═══ MATERIAL FOR THIS TASK

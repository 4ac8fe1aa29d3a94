//! HTTP route handlers.

pub mod convert;
pub mod objects;
pub mod parquet;
pub mod tables;
pub mod text;

use std::sync::Arc;

use axum::Router;

use crate::server::AppState;

/// All metadata API routes.
pub fn api_routes() -> Router<Arc<AppState>> {
    Router::new()
        .merge(objects::routes())
        .merge(text::routes())
        .merge(parquet::routes())
        .merge(convert::routes())
        .merge(tables::routes())
}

══════

#### PROBLEM TO SOLVE
Print exactly the lines from the one with "pub mod convert;" through the last line of the material, including both, and no others.

#### SOLUTION TO THIS EXERCISE
pub mod convert;
pub mod objects;
pub mod parquet;
pub mod tables;
pub mod text;

use std::sync::Arc;

use axum::Router;

use crate::server::AppState;

/// All metadata API routes.
pub fn api_routes() -> Router<Arc<AppState>> {
    Router::new()
        .merge(objects::routes())
        .merge(text::routes())
        .merge(parquet::routes())
        .merge(convert::routes())
        .merge(tables::routes())
}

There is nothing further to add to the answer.